Besides partial paralysis from brain damage, Brady suffered short-term memory impairment, slurred speech and constant pain. His family said he died Monday at age 73 at his Virginia home from a series of health issues.

He said bringing such a case could cause problems for prosecutors, because Hinckley was found not guilty by reason of insanity.

"A jury has already concluded on the same incident that he (Hinckley) was not guilty. Nothing today changes that," Yin said, even if prosecutors say Hinckley is no longer insane. "That doesn't change what he was 33 years ago."

Hinckley attempted to assassinate Reagan outside the Washington Hilton Hotel on March 30, 1981, just two months into the new president's term. Reagan nearly died from a chest wound. Three others, including Brady, were struck by bullets from Hinckley's handgun.

In 1982, Hinckley was found not guilty by reason of insanity of all charges in a 13-count indictment, including federal counts of attempted assassination of the president of the United States, assault on a federal officer, and use of a firearm in the commission of a federal offense, as well as District of Columbia offenses of attempted murder, assault, and weapons charges. The District of Columbia offenses included charges related to the shooting of Brady.

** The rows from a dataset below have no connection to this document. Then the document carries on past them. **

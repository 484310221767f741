//! Integration tests for controller dispatch, negotiation and action scripts
//! driven through the public API.

mod common;

use std::sync::{Arc, Mutex};

use pretty_assertions::assert_eq;
use serde_json::{json, Value};
use soli_controller::controller::{lookup_controller, Filter};
use soli_controller::{
    create_controller_type, register_controller, register_extension, Application, Controller,
    ControllerError, Outcome, Params, Phase, Renderer, Request, Response,
};

use common::test_config;

// ---------------------------------------------------------------------------
// Helpers
// ---------------------------------------------------------------------------

struct JsonRenderer;

impl Renderer for JsonRenderer {
    fn render(&self, template: &str, locals: &Params) -> Result<String, String> {
        Ok(format!("<{}>{}", template, Value::Object(locals.clone())))
    }
}

fn require_user(c: &mut Controller<'_>) -> Result<(), ControllerError> {
    let signed_in = c.session()?.map_or(false, |s| s.contains("user_id"));
    if signed_in {
        c.next();
        Ok(())
    } else {
        c.redirect("/login")
    }
}

// ---------------------------------------------------------------------------
// Tests
// ---------------------------------------------------------------------------

#[test]
fn test_respond_to_through_application() {
    let articles = create_controller_type("articles")
        .action("index", |c| {
            c.respond_to(|format| {
                format.html(|c| c.send("<ul></ul>"))?;
                format.json(|c| c.send(json!([])))
            })
        })
        .build();
    let app = Application::new(test_config()).get("/articles", articles.route("index").unwrap());

    let res = app.dispatch(Request::new("GET", "/articles"));
    assert_eq!(res.body_text(), "<ul></ul>");

    let res = app.dispatch(Request::new("GET", "/articles").with_param("format", "json"));
    assert_eq!(res.body_text(), "[]");
    assert_eq!(res.get_header("content-type"), Some("application/json"));

    // Nothing fires for an unknown format, so the response is left untouched.
    let res = app.dispatch(Request::new("GET", "/articles").with_param("format", "csv"));
    assert_eq!(res.status, 200);
    assert!(!res.finished);
    assert!(res.body.is_empty());
}

#[test]
fn test_auth_filter_scoped_to_actions() {
    let account = create_controller_type("account")
        .before_only("require user", &["edit"], require_user)
        .action("show", |c| c.send("public"))
        .action("edit", |c| c.send("private"))
        .build();
    let labels: Vec<&str> = account.before_filters().iter().map(Filter::label).collect();
    assert_eq!(labels, vec!["require user"]);

    let mut req = Request::new("GET", "/account");
    let mut res = Response::new();
    let outcome = account
        .route("show")
        .unwrap()
        .call(&mut req, &mut res, |err| panic!("{}", err));
    assert_eq!(outcome, Outcome::Completed);
    assert_eq!(res.body_text(), "public");

    let mut req = Request::new("GET", "/account/edit").with_session(soli_controller::Session::new("s"));
    let mut res = Response::new();
    let outcome = account
        .route("edit")
        .unwrap()
        .call(&mut req, &mut res, |err| panic!("{}", err));
    assert_eq!(outcome, Outcome::Halted(Phase::Before(0)));
    assert_eq!(res.status, 302);
    assert_eq!(res.get_header("location"), Some("/login"));
}

#[test]
fn test_after_filter_sees_action_response() {
    let seen = Arc::new(Mutex::new(Vec::new()));
    let log = Arc::clone(&seen);
    let pages = create_controller_type("pages")
        .action("home", |c| c.send("home"))
        .after("audit", move |c| {
            let status = c.response()?.status;
            log.lock().unwrap().push(status);
            c.next();
            Ok(())
        })
        .build();

    let mut req = Request::new("GET", "/");
    let mut res = Response::new();
    let outcome = pages
        .route("home")
        .unwrap()
        .call(&mut req, &mut res, |err| panic!("{}", err));
    assert_eq!(outcome, Outcome::Completed);
    assert_eq!(*seen.lock().unwrap(), vec![200]);
}

#[test]
fn test_script_action_renders_with_locals() {
    register_extension("flow_greeting", |c, args| {
        let name = args.first().and_then(Value::as_str).unwrap_or("there");
        Ok(json!(format!("Hello {} from {}", name, c.controller_name())))
    });

    let greeter = create_controller_type("greeter")
        .renderer(Arc::new(JsonRenderer))
        .script_action(
            "show",
            r#"
            # greet whoever is named in the query
            greeting = flow_greeting(params.name);
            render('greeter/show');
            "#,
        )
        .unwrap()
        .build();
    let app = Application::new(test_config()).get("/hello", greeter.route("show").unwrap());

    let res = app.dispatch(Request::new("GET", "/hello").with_param("name", "Ann"));
    assert_eq!(res.status, 200);
    assert_eq!(
        res.body_text(),
        r#"<greeter/show>{"greeting":"Hello Ann from greeter"}"#
    );
}

#[test]
fn test_script_runtime_error_becomes_500() {
    let broken = create_controller_type("broken")
        .script_action("index", "render();")
        .unwrap()
        .build();
    let app = Application::new(test_config()).get("/", broken.route("index").unwrap());

    let res = app.dispatch(Request::new("GET", "/"));
    assert_eq!(res.status, 500);
}

#[test]
fn test_route_to_registered_controller() {
    register_controller(
        create_controller_type("flow_status")
            .action("ping", |c| c.send("pong"))
            .build(),
    );
    assert!(lookup_controller("flow_status").is_some());

    let app = Application::new(test_config())
        .route_to("GET", "/ping", "flow_status#ping")
        .unwrap();
    assert_eq!(app.dispatch(Request::new("GET", "/ping")).body_text(), "pong");

    let err = Application::new(test_config())
        .route_to("GET", "/x", "flow_missing#ping")
        .err()
        .unwrap();
    assert!(matches!(err, ControllerError::UnknownController(ref name) if name == "flow_missing"));
}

Levine said prosecutors would have the additional challenge of proving that Brady's death this week was the result of an act 33 years ago. "How do you prove causation beyond a reasonable doubt?" he asked.

Gail Hoffman, a spokeswoman for Brady's family, said the homicide ruling "is not a surprise to any of us." She said the family would respect whatever prosecutors think is appropriate in dealing with the ruling.

Levine said that Hinckley wanted to express his deep sympathy for Brady's family. "He has the highest regard for (James) Brady," he said.

Officials at St. Elizabeths Hospital in Washington, where Hinckley is a patient, have said that the mental illness that led him to shoot Reagan in an effort to impress actress Jodie Foster has been in remission for decades. Hinckley has been allowed to leave the hospital to visit his mother's home in Williamsburg, Virginia, and can now spend more than half of his time outside the hospital on such visits.

Levine doesn't expect the homicide ruling to affect Hinckley's continuing to be allowed to continue the visits.

"The court has found he has regained his mental health," Levine said.

Brady undertook a personal crusade for gun control after suffering the devastating bullet wound. The Brady law, named after him, requires a five-day wait and background check before a handgun can be sold. President Bill Clinton signed it into law in 1993.